Ist die Pflichtverletzung jedoch so schwerwiegend, dass der Arbeitnehmer nicht ernsthaft annehmen konnte, dass der Arbeitgeber sie akzeptieren würde, ist eine Abmahnung nicht erforderlich.

Ob diese Voraussetzung erfüllt ist, sollte stets im Einzelfall durch einen Fachanwalt für Arbeitsrecht geprüft werden, der auch die Erfolgsaussichten gut einschätzen kann.

Generell lässt sich jedoch feststellen, dass die Rechtsprechung beim eigenmächtigen Urlaubsantritt eine Abmahnung für entbehrlich hält. Dies gilt jedenfalls dann, wenn der Arbeitgeber vorher deutlich gemacht hat, dass er das Fernbleiben nicht dulden würde.

5. Was kann der Arbeitnehmer der Kündigung entgegenhalten?

Wie bei jeder Kündigung, ist eine Interessenabwägung vorzunehmen, wenn die sonstigen Voraussetzungen erfüllt sind. Dabei werden das Interesse des Arbeitgebers an der Beendigung und das Interesse des Arbeitnehmers an der Fortsetzung des Arbeitsverhältnisses gegenübergestellt.

Während der Arbeitgeber hier auf

- Art und Umfang der betrieblichen Störungen und etwaiger Schäden,
- generalpräventive Aspekte (Betriebsdisziplin),
- Gefährdung anderer Arbeitnehmer oder Dritter,
- Verschuldensgrad und
- Wiederholungsgefahr

abstellt, kann sich der Arbeitnehmer auf

- Ursachen des Vertragsverstoßes,
- Verschulden,
- Dauer der Betriebszugehörigkeit,
- vorangehend unbeanstandetes Verhalten,
- Lebensalter,
- Arbeitsmarktsituation und
- persönliche Folgen

berufen. Wenn er insoweit gute und überzeugende Gründe darlegt und beweist, kann ihm die Beseitigung der Kündigung gelingen. Immerhin soll die Versagung des Urlaubswunsches die gesetzliche Ausnahme bleiben.
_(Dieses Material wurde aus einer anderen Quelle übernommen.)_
//! Destination paths and metadata files for artist submissions.
//!
//! Every submission lands under `/{root}/{artist}/{title}/`, videos under
//! `/{root}/{artist}/Videos/{title}/`. Metadata is written as pretty JSON next
//! to the media files.

use bytes::Bytes;
use chrono::{DateTime, NaiveDate, Utc};
use serde::Serialize;

use crate::{
    types::{
        size_weight, Payload, UploadBatch, UploadItem, AUDIO_WEIGHT_FLOOR, VIDEO_WEIGHT_FLOOR,
    },
    UploadError,
};

#[derive(Debug, Clone, Default)]
pub struct CreditsInput {
    pub songwriter: String,
    pub producer: String,
    pub engineer: String,
    pub additional: String,
}

impl CreditsInput {
    fn entries(&self) -> Vec<Credit<'_>> {
        [
            ("songwriter", &self.songwriter),
            ("producer", &self.producer),
            ("engineer", &self.engineer),
            ("additional", &self.additional),
        ]
        .into_iter()
        .filter(|(_, name)| !name.trim().is_empty())
        .map(|(role, name)| Credit {
            name: name.as_str(),
            role,
        })
        .collect()
    }
}

#[derive(Debug, Clone, Default)]
pub struct Single {
    pub title: String,
    pub genre: String,
    pub credits: CreditsInput,
    pub artwork: Option<Payload>,
    pub lyrics: Option<Payload>,
    pub audio: Option<Payload>,
}

#[derive(Debug, Clone, Default)]
pub struct Track {
    pub title: String,
    pub genre: String,
    pub credits: CreditsInput,
    pub lyrics: Option<Payload>,
    pub audio: Option<Payload>,
}

#[derive(Debug, Clone, Default)]
pub struct Album {
    pub title: String,
    pub artwork: Option<Payload>,
    pub tracks: Vec<Track>,
}

#[derive(Debug, Clone, Default)]
pub struct Video {
    pub title: String,
    pub video: Option<Payload>,
    pub thumbnail: Option<Payload>,
}

#[derive(Debug, Clone, Default)]
pub struct Artist {
    pub name: String,
    pub bio: String,
    pub support_link: Option<String>,
    pub picture: Option<Payload>,
}

#[derive(Debug, Clone)]
pub enum Release {
    Single(Single),
    Album(Album),
    Video(Video),
}

#[derive(Serialize)]
#[serde(rename_all = "camelCase")]
struct Info<'a> {
    title: &'a str,
    #[serde(skip_serializing_if = "Option::is_none")]
    genre: Option<&'a str>,
    release_date: NaiveDate,
}

#[derive(Serialize)]
struct Credit<'a> {
    name: &'a str,
    role: &'a str,
}

#[derive(Serialize)]
struct Credits<'a> {
    song: &'a str,
    credits: Vec<Credit<'a>>,
}

#[derive(Serialize)]
#[serde(rename_all = "camelCase")]
struct ArtistInfo<'a> {
    artist_name: &'a str,
    bio: &'a str,
    #[serde(skip_serializing_if = "Option::is_none")]
    support_link: Option<&'a str>,
    created_at: DateTime<Utc>,
}

/// `"My new Song!"` becomes `"myNewSong"`.
pub fn camel_case(s: &str) -> String {
    let cleaned: String = s
        .to_lowercase()
        .chars()
        .filter(|c| c.is_ascii_alphanumeric() || c.is_whitespace())
        .collect();

    cleaned
        .split_whitespace()
        .enumerate()
        .map(|(i, w)| match i {
            0 => w.to_string(),
            _ => {
                let mut c = w.chars();
                match c.next() {
                    Some(f) => f.to_ascii_uppercase().to_string() + c.as_str(),
                    None => String::new(),
                }
            }
        })
        .collect()
}

fn json<T: Serialize>(value: &T) -> Result<Payload, UploadError> {
    let v = serde_json::to_vec_pretty(value)?;
    Ok(Payload::Memory(Bytes::from(v)))
}

/// Builds upload batches for artist submissions.
#[derive(Debug, Clone)]
pub struct ManifestBuilder {
    root: String,
    now: DateTime<Utc>,
}

impl ManifestBuilder {
    pub fn new(root: impl Into<String>) -> Self {
        Self {
            root: root.into(),
            now: Utc::now(),
        }
    }

    /// Time used for release dates and creation timestamps.
    pub fn at(mut self, now: DateTime<Utc>) -> Self {
        self.now = now;
        self
    }

    pub fn artist_dir(&self, artist: &str) -> String {
        format!("/{}/{}", self.root, artist)
    }

    pub fn release_dir(&self, artist: &str, title: &str) -> String {
        format!("/{}/{}/{}", self.root, artist, title)
    }

    pub fn video_dir(&self, artist: &str, title: &str) -> String {
        format!("/{}/{}/Videos/{}", self.root, artist, title)
    }

    /// Artist profile on its own: `artist-info.json` and `{artist}.jpg`.
    pub fn artist_profile(&self, artist: &Artist) -> Result<UploadBatch, UploadError> {
        let mut batch = UploadBatch::new();
        self.push_artist(&mut batch, artist, "")?;
        Ok(batch)
    }

    /// A new artist with their first release.
    pub fn new_artist(
        &self,
        artist: &Artist,
        release: &Release,
    ) -> Result<UploadBatch, UploadError> {
        let mut batch = UploadBatch::new();
        self.push_artist(&mut batch, artist, "-profile")?;

        match release {
            Release::Single(s) => self.push_single(&mut batch, &artist.name, s)?,
            Release::Album(a) => self.push_album(&mut batch, &artist.name, a)?,
            Release::Video(v) => self.push_video(&mut batch, &artist.name, v)?,
        }
        Ok(batch)
    }

    pub fn single(&self, artist: &str, single: &Single) -> Result<UploadBatch, UploadError> {
        let mut batch = UploadBatch::new();
        self.push_single(&mut batch, artist, single)?;
        Ok(batch)
    }

    pub fn album(&self, artist: &str, album: &Album) -> Result<UploadBatch, UploadError> {
        let mut batch = UploadBatch::new();
        self.push_album(&mut batch, artist, album)?;
        Ok(batch)
    }

    pub fn video(&self, artist: &str, video: &Video) -> Result<UploadBatch, UploadError> {
        let mut batch = UploadBatch::new();
        self.push_video(&mut batch, artist, video)?;
        Ok(batch)
    }

    fn release_date(&self) -> NaiveDate {
        self.now.date_naive()
    }

    fn push_artist(
        &self,
        batch: &mut UploadBatch,
        artist: &Artist,
        picture_suffix: &str,
    ) -> Result<(), UploadError> {
        let dir = self.artist_dir(&artist.name);

        let info = json(&ArtistInfo {
            artist_name: &artist.name,
            bio: &artist.bio,
            support_link: artist.support_link.as_deref(),
            created_at: self.now,
        })?;
        batch.push(
            UploadItem::new(info, format!("{dir}/artist-info.json")).with_label("artist info"),
        )?;

        if let Some(p) = &artist.picture {
            let name = camel_case(&artist.name);
            batch.push(
                UploadItem::new(p.clone(), format!("{dir}/{name}{picture_suffix}.jpg"))
                    .with_label("profile picture"),
            )?;
        }
        Ok(())
    }

    fn push_song_meta(
        &self,
        batch: &mut UploadBatch,
        dir: &str,
        title: &str,
        genre: &str,
        credits: &CreditsInput,
        label_prefix: Option<&str>,
    ) -> Result<(), UploadError> {
        let (info_label, credits_label) = match label_prefix {
            Some(p) => (format!("{p} info"), format!("{p} credits")),
            None => ("song info".to_string(), "credits".to_string()),
        };

        let info = json(&Info {
            title,
            genre: Some(genre),
            release_date: self.release_date(),
        })?;
        batch.push(
            UploadItem::new(info, format!("{dir}/{title} info.json")).with_label(info_label),
        )?;

        let credits = credits.entries();
        if !credits.is_empty() {
            let credits = json(&Credits {
                song: title,
                credits,
            })?;
            batch.push(
                UploadItem::new(credits, format!("{dir}/{title} credits.json"))
                    .with_label(credits_label),
            )?;
        }
        Ok(())
    }

    fn push_audio(
        &self,
        batch: &mut UploadBatch,
        dir: &str,
        title: &str,
        audio: &Payload,
        label: String,
    ) -> Result<(), UploadError> {
        let weight = size_weight(audio.size(), AUDIO_WEIGHT_FLOOR);
        let path = format!("{dir}/{}.mp3", camel_case(title));

        batch.push(
            UploadItem::new(audio.clone(), path)
                .with_weight(weight)
                .with_label(label),
        )
    }

    fn push_single(
        &self,
        batch: &mut UploadBatch,
        artist: &str,
        single: &Single,
    ) -> Result<(), UploadError> {
        let dir = self.release_dir(artist, &single.title);

        self.push_song_meta(batch, &dir, &single.title, &single.genre, &single.credits, None)?;

        if let Some(p) = &single.artwork {
            batch.push(
                UploadItem::new(p.clone(), format!("{dir}/artwork.jpg")).with_label("artwork"),
            )?;
        }
        if let Some(p) = &single.lyrics {
            batch.push(
                UploadItem::new(p.clone(), format!("{dir}/lyrics.json")).with_label("lyrics"),
            )?;
        }
        if let Some(p) = &single.audio {
            self.push_audio(batch, &dir, &single.title, p, "audio file".into())?;
        }
        Ok(())
    }

    fn push_album(
        &self,
        batch: &mut UploadBatch,
        artist: &str,
        album: &Album,
    ) -> Result<(), UploadError> {
        let dir = self.release_dir(artist, &album.title);

        if let Some(p) = &album.artwork {
            batch.push(
                UploadItem::new(p.clone(), format!("{dir}/album-artwork.jpg"))
                    .with_label("album artwork"),
            )?;
        }

        for track in album.tracks.iter().filter(|t| !t.title.trim().is_empty()) {
            let title = track.title.as_str();

            self.push_song_meta(batch, &dir, title, &track.genre, &track.credits, Some(title))?;

            if let Some(p) = &track.lyrics {
                batch.push(
                    UploadItem::new(p.clone(), format!("{dir}/{title} lyrics.json"))
                        .with_label(format!("{title} lyrics")),
                )?;
            }
            if let Some(p) = &track.audio {
                self.push_audio(batch, &dir, title, p, format!("{title} audio"))?;
            }
        }
        Ok(())
    }

    fn push_video(
        &self,
        batch: &mut UploadBatch,
        artist: &str,
        video: &Video,
    ) -> Result<(), UploadError> {
        let dir = self.video_dir(artist, &video.title);
        let title = video.title.as_str();
        let name = camel_case(title);

        let info = json(&Info {
            title,
            genre: None,
            release_date: self.release_date(),
        })?;
        batch.push(
            UploadItem::new(info, format!("{dir}/{title} info.json")).with_label("video info"),
        )?;

        if let Some(p) = &video.thumbnail {
            batch.push(
                UploadItem::new(p.clone(), format!("{dir}/{name}.jpg")).with_label("thumbnail"),
            )?;
        }
        if let Some(p) = &video.video {
            let weight = size_weight(p.size(), VIDEO_WEIGHT_FLOOR);
            batch.push(
                UploadItem::new(p.clone(), format!("{dir}/{name}.mp4"))
                    .with_weight(weight)
                    .with_label("video file"),
            )?;
        }
        Ok(())
    }
}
6. Erhält der Arbeitnehmer eine Abfindung?

Grundsätzlich besteht kein gesetzlicher Anspruch auf eine Abfindung. Können jedoch die Grundlagen der Kündigung angezweifelt oder gar erschüttert werden oder hat der Arbeitnehmer bei der Interessenabwägung gute Argumente, stellt die Fortführung des Prozesses mit ungewissem Ausgang für den Arbeitgeber oft ein (zu) hohes wirtschaftliches Risiko dar. Es ist dann möglich, eine Abfindung auszuhandeln. Dabei ist Verhandlungsgeschick erforderlich, weshalb Sie sich von einem Fachanwalt für Arbeitsrecht vertreten lassen sollten.